Abstract
A combinatorial library was used to select a human monoclonal antibody fragment (Fab) with high affinity for G glycoprotein in herpes simplex virus type 2 (HSV-2). Tests with 112 clinical specimens demonstrated successful discrimination between HSV-2 and HSV-1, showing the potential of Fab as a low-cost tool for HSV subtyping in clinical diagnosis.
Herpes simplex viruses (HSV) are responsible for many of the most common viral infections in human beings. Counseling and epidemiological and vaccine trials related to HSV require effective subtyping of the virus.

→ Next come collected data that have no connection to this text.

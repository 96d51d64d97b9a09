use thiserror::Error;

use crate::domain::types::InstitutionId;
use crate::processing::matcher::{ComparisonOutcome, EquivalencyMatcher, MatchError};
use crate::processing::{ComparisonRequest, ComparisonResponse, InstitutionSelector};
use crate::repository::{CatalogReader, RepositoryError};

#[derive(Debug, Error)]
pub enum ComparisonError {
    #[error("institution not found: {0}")]
    UnknownInstitution(String),
    #[error("failed to load catalog: {0}")]
    Repository(#[from] RepositoryError),
    #[error(transparent)]
    Match(#[from] MatchError),
}

fn resolve_institution<R>(
    selector: &InstitutionSelector,
    repo: &R,
) -> Result<InstitutionId, ComparisonError>
where
    R: CatalogReader,
{
    match selector {
        InstitutionSelector::Id(id) => Ok(*id),
        InstitutionSelector::Name(name) => match repo.find_institution_by_name(name) {
            Ok(institution) => Ok(institution.id),
            Err(RepositoryError::NotFound) => {
                Err(ComparisonError::UnknownInstitution(name.clone()))
            }
            Err(error) => Err(error.into()),
        },
    }
}

fn run_comparison<R>(
    request: &ComparisonRequest,
    repo: &R,
    matcher: &EquivalencyMatcher,
) -> Result<(InstitutionId, ComparisonOutcome), ComparisonError>
where
    R: CatalogReader,
{
    let institution_id = resolve_institution(&request.institution, repo)?;

    let candidates = repo.get_candidate_courses(institution_id)?;
    if candidates.is_empty() {
        log::warn!(
            "No catalog courses for institution {institution_id}; request {} will be rejected",
            request.request_id
        );
    }
    log::debug!(
        "Loaded {} candidate courses for institution {institution_id}",
        candidates.len()
    );

    let outcome = matcher.compare(&request.mode, &candidates)?;
    Ok((institution_id, outcome))
}

/// Handle one comparison request: resolve the institution, load its catalog,
/// run the matcher and build the reply. Blocks on model inference.
pub fn process_comparison_message<R>(
    request: ComparisonRequest,
    repo: &R,
    matcher: &EquivalencyMatcher,
) -> ComparisonResponse
where
    R: CatalogReader,
{
    log::info!(
        "Received {} comparison {} for {:?}",
        request.mode.name(),
        request.request_id,
        request.institution
    );

    match run_comparison(&request, repo, matcher) {
        Ok((institution_id, outcome)) => {
            log::info!(
                "Finished comparison {}: institution={institution_id}, score={:.2}, decision={}",
                request.request_id,
                outcome.score(),
                outcome.decision().as_str()
            );
            ComparisonResponse::Completed {
                request_id: request.request_id,
                institution_id,
                outcome,
            }
        }
        Err(error) => {
            log::error!("Comparison {} failed: {error}", request.request_id);
            ComparisonResponse::Failed {
                request_id: request.request_id,
                error: error.to_string(),
            }
        }
    }
}

/// Build the reply for a payload that is not a valid [`ComparisonRequest`].
///
/// The request id is recovered when the payload is a JSON object carrying a
/// string `request_id`; otherwise it is empty.
pub fn reject_malformed_message(
    payload: &[u8],
    error: &serde_json::Error,
) -> ComparisonResponse {
    let request_id = serde_json::from_slice::<serde_json::Value>(payload)
        .ok()
        .and_then(|value| {
            value
                .get("request_id")
                .and_then(serde_json::Value::as_str)
                .map(str::to_string)
        })
        .unwrap_or_default();

    log::error!("Rejecting malformed request {request_id:?}: {error}");
    ComparisonResponse::Failed {
        request_id,
        error: format!("invalid request: {error}"),
    }
}
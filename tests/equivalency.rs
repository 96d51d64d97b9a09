mod common;

use std::sync::Arc;

use course_equivalency::domain::course::{CatalogCourse, InputCourseDescriptor};
use course_equivalency::domain::result::{Decision, classify};
use course_equivalency::domain::types::{CourseId, InstitutionId};
use course_equivalency::processing::embedding::HashingEmbedder;
use course_equivalency::processing::matcher::{EquivalencyMatcher, MatchError};
use course_equivalency::repository::{CatalogReader, DieselRepository};

use common::{TestDb, new_course};

fn course(id: i32, title: &str, description: &str) -> CatalogCourse {
    CatalogCourse {
        id: CourseId::new(id).expect("valid course id"),
        institution_id: InstitutionId::new(1).expect("valid institution id"),
        title: title.to_string(),
        description: description.to_string(),
        credits: Some(3),
        department: Some("Computer Science".to_string()),
        prerequisites: None,
        language: "en".to_string(),
    }
}

fn catalog() -> Vec<CatalogCourse> {
    vec![
        course(1, "Introduction to Programming", "basics of programming, loops and functions"),
        course(2, "Database Systems", "database normalization"),
        course(3, "Discrete Mathematics", "sets, relations, graphs and proofs"),
    ]
}

fn matcher() -> EquivalencyMatcher {
    EquivalencyMatcher::new(Arc::new(HashingEmbedder::default()))
}

#[test]
fn related_course_outranks_unrelated_one() {
    let matcher = matcher();
    let query = "introductory course covering loops and functions";

    let best = matcher
        .match_single(query, &catalog())
        .expect("match succeeds");
    let unrelated = matcher
        .match_single(query, &catalog()[1..2])
        .expect("match succeeds");

    assert_eq!(best.matched.as_ref().map(|c| c.id.get()), Some(1));
    assert!(best.score > unrelated.score);
}

#[test]
fn scores_stay_in_range_and_match_a_candidate() {
    let matcher = matcher();
    let candidates = catalog();

    for query in [
        "loops",
        "relational database design and normalization",
        "graph proofs",
        "medieval poetry",
        "",
    ] {
        let result = matcher
            .match_single(query, &candidates)
            .expect("match succeeds");

        assert!((-100.0..=100.0).contains(&result.score), "{query}: {}", result.score);
        assert_eq!(result.decision, classify(result.score));
        let matched = result.matched.expect("non-empty catalog always matches");
        assert!(candidates.contains(&matched));
    }
}

#[test]
fn repeated_matches_are_bit_identical() {
    let matcher = matcher();
    let candidates = catalog();

    let first = matcher
        .match_single("programming with functions", &candidates)
        .expect("match succeeds");
    let second = matcher
        .match_single("programming with functions", &candidates)
        .expect("match succeeds");

    assert_eq!(first.score.to_bits(), second.score.to_bits());
    assert_eq!(first.matched, second.matched);
}

#[test]
fn empty_description_yields_defined_low_score() {
    let course_a = course(1, "A", "loops and functions");

    let result = matcher()
        .match_single("", std::slice::from_ref(&course_a))
        .expect("match succeeds");

    assert_eq!(result.matched, Some(course_a));
    assert_eq!(result.score, 0.0);
    assert_eq!(result.decision, Decision::Rejected);
}

#[test]
fn empty_catalog_yields_no_match() {
    let result = matcher()
        .match_single("loops", &[])
        .expect("match succeeds");

    assert!(result.matched.is_none());
    assert_eq!(result.score, 0.0);
    assert_eq!(result.decision, Decision::Rejected);
}

#[test]
fn single_description_set_equals_single_match() {
    let matcher = matcher();
    let candidates = catalog();
    let description = "Sets, graphs and relations";

    assert_eq!(
        matcher
            .match_set(&[description], &candidates)
            .expect("match succeeds"),
        matcher
            .match_single(description, &candidates)
            .expect("match succeeds")
    );
}

#[test]
fn set_combines_modules_into_one_document() {
    let matcher = matcher();
    let candidates = catalog();

    let combined = matcher
        .match_set(&["Loops.", "Functions.", "Programming basics."], &candidates)
        .expect("match succeeds");

    assert_eq!(combined.matched.as_ref().map(|c| c.id.get()), Some(1));
    assert!((combined.score - 100.0).abs() < 1e-4);
    assert_eq!(combined.decision, Decision::Accepted);
}

#[test]
fn plan_preserves_order_and_averages_scores() {
    let matcher = matcher();
    let candidates = catalog();
    let plan = vec![
        InputCourseDescriptor::new("DB", "database normalization").with_credits(3),
        InputCourseDescriptor::new("Prog", "loops and functions").with_credits(4),
        InputCourseDescriptor::new("Poetry", "medieval poetry"),
    ];

    let result = matcher.match_plan(&plan, &candidates).expect("plan matches");

    assert_eq!(result.items.len(), plan.len());
    for (item, input) in result.items.iter().zip(&plan) {
        assert_eq!(&item.input, input);
    }
    assert_eq!(result.items[0].result.matched.as_ref().map(|c| c.id.get()), Some(2));
    assert_eq!(result.items[1].result.matched.as_ref().map(|c| c.id.get()), Some(1));

    let mean = result.items.iter().map(|item| item.result.score).sum::<f64>() / 3.0;
    assert!((result.aggregate_score - mean).abs() < 1e-9);
}

#[test]
fn empty_plan_is_rejected_explicitly() {
    assert_eq!(
        matcher().match_plan(&[], &catalog()),
        Err(MatchError::EmptyPlan)
    );
}

#[test]
fn english_query_prefers_english_catalog_entry_over_arabic_one() {
    let candidates = vec![
        course(1, "مقدمة في البرمجة", "أساسيات برمجة Python، الحلقات، الدوال."),
        course(2, "Introduction to Programming", "Basics of Python programming, loops, functions."),
    ];

    let result = matcher()
        .match_single("Python programming with loops and functions", &candidates)
        .expect("match succeeds");

    assert_eq!(result.matched.as_ref().map(|c| c.id.get()), Some(2));
}

#[test]
fn catalog_loaded_from_database_feeds_the_matcher() {
    let db = TestDb::new("matching.db");
    let dhofar = db.add_university("Dhofar University");
    db.add_course(new_course(
        dhofar,
        "Introduction to Programming",
        Some("Basics of Python programming, loops, functions."),
    ));
    db.add_course(new_course(
        dhofar,
        "Database Systems",
        Some("SQL, relational models, normalization."),
    ));
    let repo = DieselRepository::new(db.pool());
    let institution = repo
        .find_institution_by_name("Dhofar University")
        .expect("institution exists");
    let candidates = repo
        .get_candidate_courses(institution.id)
        .expect("courses load");

    let result = matcher()
        .match_single("Relational models and SQL normalization", &candidates)
        .expect("match succeeds");

    assert_eq!(
        result.matched.map(|course| course.title),
        Some("Database Systems".to_string())
    );
    assert_eq!(result.decision, Decision::Accepted);
}
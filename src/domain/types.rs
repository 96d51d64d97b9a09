//! Strongly typed identifiers shared across the crate.

use std::fmt;

use serde::{Deserialize, Serialize};
use thiserror::Error;

#[derive(Debug, Error, PartialEq, Eq)]
pub enum TypeConstraintError {
    #[error("{kind} must be a positive integer, got {value}")]
    NonPositiveId { kind: &'static str, value: i32 },
}

macro_rules! positive_id {
    ($(#[$meta:meta])* $name:ident, $kind:literal) => {
        $(#[$meta])*
        #[derive(Clone, Copy, Debug, PartialEq, Eq, Hash, PartialOrd, Ord, Serialize, Deserialize)]
        #[serde(try_from = "i32", into = "i32")]
        pub struct $name(i32);

        impl $name {
            pub fn new(value: i32) -> Result<Self, TypeConstraintError> {
                if value > 0 {
                    Ok(Self(value))
                } else {
                    Err(TypeConstraintError::NonPositiveId { kind: $kind, value })
                }
            }

            pub fn get(self) -> i32 {
                self.0
            }
        }

        impl TryFrom<i32> for $name {
            type Error = TypeConstraintError;

            fn try_from(value: i32) -> Result<Self, Self::Error> {
                Self::new(value)
            }
        }

        impl From<$name> for i32 {
            fn from(value: $name) -> Self {
                value.0
            }
        }

        impl fmt::Display for $name {
            fn fmt(&self, f: &mut fmt::Formatter<'_>) -> fmt::Result {
                write!(f, "{}", self.0)
            }
        }
    };
}

positive_id!(
    /// Identifier of an institution whose catalog is matched against.
    InstitutionId,
    "institution id"
);

positive_id!(
    /// Identifier of a course inside a reference catalog.
    CourseId,
    "course id"
);
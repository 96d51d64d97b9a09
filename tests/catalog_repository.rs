mod common;

use course_equivalency::domain::types::InstitutionId;
use course_equivalency::repository::{CatalogReader, DieselRepository, RepositoryError};

use common::{TestDb, new_course};

#[test]
fn candidates_are_scoped_to_one_institution_in_insertion_order() {
    let db = TestDb::new("scoped.db");
    let dhofar = db.add_university("Dhofar University");
    let other = db.add_university("Other College");
    db.add_course(new_course(
        dhofar,
        "Introduction to Programming",
        Some("Basics of Python programming, loops, functions."),
    ));
    db.add_course(new_course(
        other,
        "Compilers",
        Some("Parsing and code generation."),
    ));
    db.add_course(new_course(
        dhofar,
        "Database Systems",
        Some("SQL, relational models, normalization."),
    ));
    let repo = DieselRepository::new(db.pool());

    let courses = repo
        .get_candidate_courses(InstitutionId::new(dhofar).expect("valid id"))
        .expect("courses load");

    let titles: Vec<&str> = courses.iter().map(|course| course.title.as_str()).collect();
    assert_eq!(titles, vec!["Introduction to Programming", "Database Systems"]);
    assert!(courses.iter().all(|course| course.institution_id.get() == dhofar));
}

#[test]
fn null_description_becomes_empty_text() {
    let db = TestDb::new("nulls.db");
    let dhofar = db.add_university("Dhofar University");
    let mut course = new_course(dhofar, "Seminar", None);
    course.language = None;
    db.add_course(course);
    let repo = DieselRepository::new(db.pool());

    let courses = repo
        .get_candidate_courses(InstitutionId::new(dhofar).expect("valid id"))
        .expect("courses load");

    assert_eq!(courses.len(), 1);
    assert_eq!(courses[0].description, "");
    assert_eq!(courses[0].language, "en");
    assert_eq!(courses[0].credits, Some(3));
}

#[test]
fn institution_without_courses_has_empty_catalog() {
    let db = TestDb::new("empty.db");
    let id = db.add_university("Empty University");
    let repo = DieselRepository::new(db.pool());

    let courses = repo
        .get_candidate_courses(InstitutionId::new(id).expect("valid id"))
        .expect("courses load");

    assert!(courses.is_empty());
}

#[test]
fn institutions_are_found_by_name() {
    let db = TestDb::new("names.db");
    db.add_university("Other College");
    let dhofar = db.add_university("Dhofar University");
    let repo = DieselRepository::new(db.pool());

    let institution = repo
        .find_institution_by_name("Dhofar University")
        .expect("institution exists");
    assert_eq!(institution.id.get(), dhofar);
    assert_eq!(institution.name, "Dhofar University");

    assert!(matches!(
        repo.find_institution_by_name("Missing"),
        Err(RepositoryError::NotFound)
    ));
}
use serde::{Deserialize, Serialize};

use crate::domain::types::{CourseId, InstitutionId};

/// An institution owning a reference catalog.
#[derive(Clone, Debug, PartialEq, Serialize, Deserialize)]
pub struct Institution {
    pub id: InstitutionId,
    pub name: String,
}

/// A course of a reference catalog. Read-only for the matching core.
#[derive(Clone, Debug, PartialEq, Serialize, Deserialize)]
pub struct CatalogCourse {
    pub id: CourseId,
    pub institution_id: InstitutionId,
    pub title: String,
    /// Raw description; an empty string is valid but uninformative.
    pub description: String,
    pub credits: Option<i32>,
    pub department: Option<String>,
    pub prerequisites: Option<String>,
    pub language: String,
}

/// An externally supplied course to be matched.
///
/// Credits are carried as submitted and never validated here.
#[derive(Clone, Debug, Default, PartialEq, Serialize, Deserialize)]
pub struct InputCourseDescriptor {
    pub title: String,
    #[serde(default)]
    pub description: String,
    #[serde(default)]
    pub credits: Option<i32>,
}

impl InputCourseDescriptor {
    pub fn new(title: impl Into<String>, description: impl Into<String>) -> Self {
        Self {
            title: title.into(),
            description: description.into(),
            credits: None,
        }
    }

    pub fn with_credits(mut self, credits: i32) -> Self {
        self.credits = Some(credits);
        self
    }
}
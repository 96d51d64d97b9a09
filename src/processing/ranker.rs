use thiserror::Error;

#[derive(Debug, Error, PartialEq)]
pub enum RankError {
    #[error("no candidates to rank against")]
    EmptyCandidateSet,
    #[error("candidate {index} has dimension {found}, expected {expected}")]
    DimensionMismatch {
        index: usize,
        expected: usize,
        found: usize,
    },
}

/// Cosine similarity of two vectors of equal length.
///
/// Accumulates in `f64`. Returns `0.0` when either vector has zero norm. The
/// result is kept inside `[-1, 1]` to absorb rounding drift only; negative
/// similarities are preserved.
pub fn cosine_similarity(a: &[f32], b: &[f32]) -> f64 {
    let (mut dot, mut norm_a, mut norm_b) = (0.0_f64, 0.0_f64, 0.0_f64);
    for (x, y) in a.iter().zip(b) {
        let (x, y) = (f64::from(*x), f64::from(*y));
        dot += x * y;
        norm_a += x * x;
        norm_b += y * y;
    }

    if norm_a == 0.0 || norm_b == 0.0 {
        return 0.0;
    }

    (dot / (norm_a.sqrt() * norm_b.sqrt())).clamp(-1.0, 1.0)
}

/// Return the index and raw cosine similarity of the closest candidate.
///
/// Only a strictly greater similarity replaces the current best, so ties
/// resolve to the earliest candidate.
pub fn best_match<V>(query: &[f32], candidates: &[V]) -> Result<(usize, f64), RankError>
where
    V: AsRef<[f32]>,
{
    let mut best: Option<(usize, f64)> = None;

    for (index, candidate) in candidates.iter().enumerate() {
        let candidate = candidate.as_ref();
        if candidate.len() != query.len() {
            return Err(RankError::DimensionMismatch {
                index,
                expected: query.len(),
                found: candidate.len(),
            });
        }

        let similarity = cosine_similarity(query, candidate);
        let replace = match best {
            None => true,
            Some((_, best_similarity)) => similarity > best_similarity,
        };
        if replace {
            best = Some((index, similarity));
        }
    }

    best.ok_or(RankError::EmptyCandidateSet)
}
//! SQLite connection pool shared by the repositories.

use diesel::SqliteConnection;
use diesel::r2d2::{ConnectionManager, Pool, PoolError, PooledConnection};

pub type DbPool = Pool<ConnectionManager<SqliteConnection>>;
pub type DbConnection = PooledConnection<ConnectionManager<SqliteConnection>>;

/// Build an r2d2 pool for the SQLite database at `database_url`.
pub fn establish_connection_pool(database_url: &str) -> Result<DbPool, PoolError> {
    let manager = ConnectionManager::<SqliteConnection>::new(database_url);
    Pool::builder().build(manager)
}
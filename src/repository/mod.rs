use thiserror::Error;

use crate::db::{DbConnection, DbPool};
use crate::domain::course::{CatalogCourse, Institution};
use crate::domain::types::InstitutionId;

pub mod catalog;

#[derive(Debug, Error)]
pub enum RepositoryError {
    #[error("record not found")]
    NotFound,
    #[error("validation error: {0}")]
    ValidationError(String),
    #[error("database connection error: {0}")]
    ConnectionError(String),
    #[error("unexpected repository error: {0}")]
    Unexpected(String),
}

pub type RepositoryResult<T> = Result<T, RepositoryError>;

impl From<diesel::result::Error> for RepositoryError {
    fn from(error: diesel::result::Error) -> Self {
        match error {
            diesel::result::Error::NotFound => RepositoryError::NotFound,
            other => RepositoryError::Unexpected(other.to_string()),
        }
    }
}

impl From<diesel::r2d2::PoolError> for RepositoryError {
    fn from(error: diesel::r2d2::PoolError) -> Self {
        RepositoryError::ConnectionError(error.to_string())
    }
}

/// Read access to reference catalogs.
pub trait CatalogReader {
    /// Courses of one institution, in catalog insertion order.
    fn get_candidate_courses(
        &self,
        institution_id: InstitutionId,
    ) -> RepositoryResult<Vec<CatalogCourse>>;

    fn find_institution_by_name(&self, name: &str) -> RepositoryResult<Institution>;
}

/// Diesel-backed repository over the catalog tables.
#[derive(Clone)]
pub struct DieselRepository {
    pool: DbPool,
}

impl DieselRepository {
    pub fn new(pool: DbPool) -> Self {
        Self { pool }
    }

    fn conn(&self) -> RepositoryResult<DbConnection> {
        Ok(self.pool.get()?)
    }
}
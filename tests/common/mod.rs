//! Helpers for integration tests.
#![allow(dead_code)]

use course_equivalency::db::{DbPool, establish_connection_pool};
use course_equivalency::models::course::NewUniversityCourse;
use course_equivalency::schema::{universities, university_courses};
use diesel::prelude::*;
use tempfile::TempDir;

const CREATE_TABLES: [&str; 2] = [
    "CREATE TABLE universities (
        id INTEGER PRIMARY KEY AUTOINCREMENT NOT NULL,
        name TEXT NOT NULL
    )",
    "CREATE TABLE university_courses (
        id INTEGER PRIMARY KEY AUTOINCREMENT NOT NULL,
        title TEXT NOT NULL,
        description TEXT,
        credits INTEGER,
        department TEXT,
        prerequisites TEXT,
        language TEXT DEFAULT 'en',
        university_id INTEGER REFERENCES universities(id)
    )",
];

/// Temporary catalog database used in integration tests.
pub struct TestDb {
    pool: DbPool,
    _dir: TempDir,
}

impl TestDb {
    pub fn new(filename: &str) -> Self {
        let dir = tempfile::tempdir().expect("Failed to create temporary directory.");
        let path = dir.path().join(filename);
        let pool = establish_connection_pool(path.to_str().expect("utf-8 temp path"))
            .expect("Failed to establish SQLite connection.");
        let mut conn = pool
            .get()
            .expect("Failed to get SQLite connection from pool.");
        for statement in CREATE_TABLES {
            diesel::sql_query(statement)
                .execute(&mut conn)
                .expect("Failed to create catalog tables.");
        }
        TestDb { pool, _dir: dir }
    }

    pub fn pool(&self) -> DbPool {
        self.pool.clone()
    }

    pub fn add_university(&self, name: &str) -> i32 {
        let mut conn = self.pool.get().expect("connection");
        diesel::insert_into(universities::table)
            .values(universities::name.eq(name))
            .execute(&mut conn)
            .expect("insert university");
        universities::table
            .select(universities::id)
            .order(universities::id.desc())
            .first(&mut conn)
            .expect("university id")
    }

    pub fn add_course(&self, course: NewUniversityCourse<'_>) {
        let mut conn = self.pool.get().expect("connection");
        diesel::insert_into(university_courses::table)
            .values(&course)
            .execute(&mut conn)
            .expect("insert course");
    }
}

pub fn new_course<'a>(
    university_id: i32,
    title: &'a str,
    description: Option<&'a str>,
) -> NewUniversityCourse<'a> {
    NewUniversityCourse {
        title,
        description,
        credits: Some(3),
        department: Some("Computer Science"),
        prerequisites: None,
        language: Some("en"),
        university_id: Some(university_id),
    }
}
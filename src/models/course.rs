//! Diesel row types for the catalog tables.

use diesel::prelude::*;

use crate::domain::course::{CatalogCourse, Institution};
use crate::domain::types::{CourseId, InstitutionId, TypeConstraintError};

/// Language assumed for courses stored without one.
pub const DEFAULT_LANGUAGE: &str = "en";

#[derive(Debug, Clone, Queryable, Selectable)]
#[diesel(table_name = crate::schema::universities)]
pub struct University {
    pub id: i32,
    pub name: String,
}

#[derive(Debug, Clone, Queryable, Selectable)]
#[diesel(table_name = crate::schema::university_courses)]
pub struct UniversityCourse {
    pub id: i32,
    pub title: String,
    pub description: Option<String>,
    pub credits: Option<i32>,
    pub department: Option<String>,
    pub prerequisites: Option<String>,
    pub language: Option<String>,
    pub university_id: Option<i32>,
}

#[derive(Debug, Clone, Insertable)]
#[diesel(table_name = crate::schema::university_courses)]
pub struct NewUniversityCourse<'a> {
    pub title: &'a str,
    pub description: Option<&'a str>,
    pub credits: Option<i32>,
    pub department: Option<&'a str>,
    pub prerequisites: Option<&'a str>,
    pub language: Option<&'a str>,
    pub university_id: Option<i32>,
}

impl TryFrom<University> for Institution {
    type Error = TypeConstraintError;

    fn try_from(row: University) -> Result<Self, Self::Error> {
        Ok(Self {
            id: InstitutionId::new(row.id)?,
            name: row.name,
        })
    }
}

impl TryFrom<UniversityCourse> for CatalogCourse {
    type Error = TypeConstraintError;

    fn try_from(row: UniversityCourse) -> Result<Self, Self::Error> {
        Ok(Self {
            id: CourseId::new(row.id)?,
            institution_id: InstitutionId::new(row.university_id.unwrap_or_default())?,
            title: row.title,
            description: row.description.unwrap_or_default(),
            credits: row.credits,
            department: row.department,
            prerequisites: row.prerequisites,
            language: row
                .language
                .filter(|language| !language.is_empty())
                .unwrap_or_else(|| DEFAULT_LANGUAGE.to_string()),
        })
    }
}
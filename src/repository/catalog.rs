use diesel::prelude::*;

use crate::domain::course::{CatalogCourse, Institution};
use crate::domain::types::InstitutionId;
use crate::models::course::{University, UniversityCourse};
use crate::repository::{CatalogReader, DieselRepository, RepositoryError, RepositoryResult};

impl CatalogReader for DieselRepository {
    fn get_candidate_courses(
        &self,
        institution_id: InstitutionId,
    ) -> RepositoryResult<Vec<CatalogCourse>> {
        use crate::schema::university_courses;

        let mut conn = self.conn()?;

        let rows = university_courses::table
            .filter(university_courses::university_id.eq(institution_id.get()))
            .order(university_courses::id.asc())
            .select(UniversityCourse::as_select())
            .load::<UniversityCourse>(&mut conn)?;

        rows.into_iter()
            .map(CatalogCourse::try_from)
            .collect::<Result<Vec<_>, _>>()
            .map_err(|err| RepositoryError::ValidationError(err.to_string()))
    }

    fn find_institution_by_name(&self, name: &str) -> RepositoryResult<Institution> {
        use crate::schema::universities;

        let mut conn = self.conn()?;

        // Lowest id wins when names are duplicated
        let row = universities::table
            .filter(universities::name.eq(name))
            .order(universities::id.asc())
            .select(University::as_select())
            .first::<University>(&mut conn)?;

        Institution::try_from(row).map_err(|err| RepositoryError::ValidationError(err.to_string()))
    }
}
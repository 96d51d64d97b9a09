use std::sync::Arc;
use std::sync::mpsc;
use std::thread;

use course_equivalency::db::establish_connection_pool;
use course_equivalency::models::config::ServerConfig;
use course_equivalency::processing::comparison::{
    process_comparison_message, reject_malformed_message,
};
use course_equivalency::processing::{ComparisonRequest, ComparisonResponse};
use course_equivalency::repository::DieselRepository;

/// Push every response to `address` from a dedicated thread owning the socket.
fn spawn_results_publisher(
    context: &zmq::Context,
    address: &str,
) -> Result<mpsc::Sender<ComparisonResponse>, zmq::Error> {
    let socket = context.socket(zmq::PUSH)?;
    socket.connect(address)?;

    let (sender, receiver) = mpsc::channel::<ComparisonResponse>();
    thread::spawn(move || {
        for response in receiver {
            match serde_json::to_vec(&response) {
                Ok(payload) => {
                    if let Err(e) = socket.send(payload, 0) {
                        log::error!(
                            "Failed to publish response {}: {e}",
                            response.request_id()
                        );
                    }
                }
                Err(e) => log::error!("Failed to serialize response: {e}"),
            }
        }
    });

    Ok(sender)
}

#[tokio::main]
async fn main() {
    dotenvy::dotenv().ok();
    env_logger::init_from_env(env_logger::Env::default().default_filter_or("info"));

    let config = match ServerConfig::load() {
        Ok(config) => config,
        Err(e) => {
            log::error!("Failed to load configuration: {e}");
            std::process::exit(1);
        }
    };

    let pool = match establish_connection_pool(&config.database_url) {
        Ok(pool) => pool,
        Err(e) => {
            log::error!("Failed to establish database connection: {e}");
            std::process::exit(1);
        }
    };
    let repo = Arc::new(DieselRepository::new(pool));

    let matcher = match config.build_matcher() {
        Ok(matcher) => Arc::new(matcher),
        Err(e) => {
            log::error!("Failed to configure embedding provider: {e}");
            std::process::exit(1);
        }
    };
    log::info!(
        "Using embedding model {} (catalog cache: {})",
        config.embedding.model,
        config.embedding.cache_catalog
    );
    let thresholds = matcher.thresholds();
    log::info!(
        "Decision thresholds: accepted >= {}, partial >= {}",
        thresholds.accepted,
        thresholds.partial
    );

    let context = zmq::Context::new();

    let publisher = match config.zmq_results_address.as_deref() {
        Some(address) => match spawn_results_publisher(&context, address) {
            Ok(sender) => Some(sender),
            Err(e) => {
                log::error!("Cannot connect results socket to {address}: {e}");
                std::process::exit(1);
            }
        },
        None => {
            log::warn!(
                "No zmq_results_address configured; comparison results will only be logged"
            );
            None
        }
    };

    let responder = match context.socket(zmq::PULL) {
        Ok(socket) => socket,
        Err(e) => {
            log::error!("Cannot create zmq socket: {e}");
            std::process::exit(1);
        }
    };
    if let Err(e) = responder.bind(&config.zmq_address) {
        log::error!("Cannot bind to {}: {e}", config.zmq_address);
        std::process::exit(1);
    }
    log::info!("Listening for comparison requests on {}", config.zmq_address);

    loop {
        let msg = match responder.recv_bytes(0) {
            Ok(msg) => msg,
            Err(e) => {
                log::error!("Failed to receive message: {e}");
                continue;
            }
        };
        match serde_json::from_slice::<ComparisonRequest>(&msg) {
            Ok(request) => {
                let repo = Arc::clone(&repo);
                let matcher = Arc::clone(&matcher);
                let publisher = publisher.clone();
                tokio::task::spawn_blocking(move || {
                    let response = process_comparison_message(request, repo.as_ref(), &matcher);
                    if let Some(publisher) = publisher
                        && publisher.send(response).is_err()
                    {
                        log::error!("Results publisher stopped");
                    }
                });
            }
            Err(e) => {
                let response = reject_malformed_message(&msg, &e);
                if let Some(publisher) = &publisher
                    && publisher.send(response).is_err()
                {
                    log::error!("Results publisher stopped");
                }
            }
        }
    }
}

The current “gold standard” for this task is the use of immunofluorescent (IF) staining for antigenic detection of type-specific determinants (1, 13, 14). A number of fluorescein-labeled, type-specific antibodies are commercially available. These, however, are expensive and come from mice rather than human beings. In this report we describe a low-cost alternative based on a human monoclonal antibody fragment (Fab) with the ability to react against G glycoprotein in HSV-2.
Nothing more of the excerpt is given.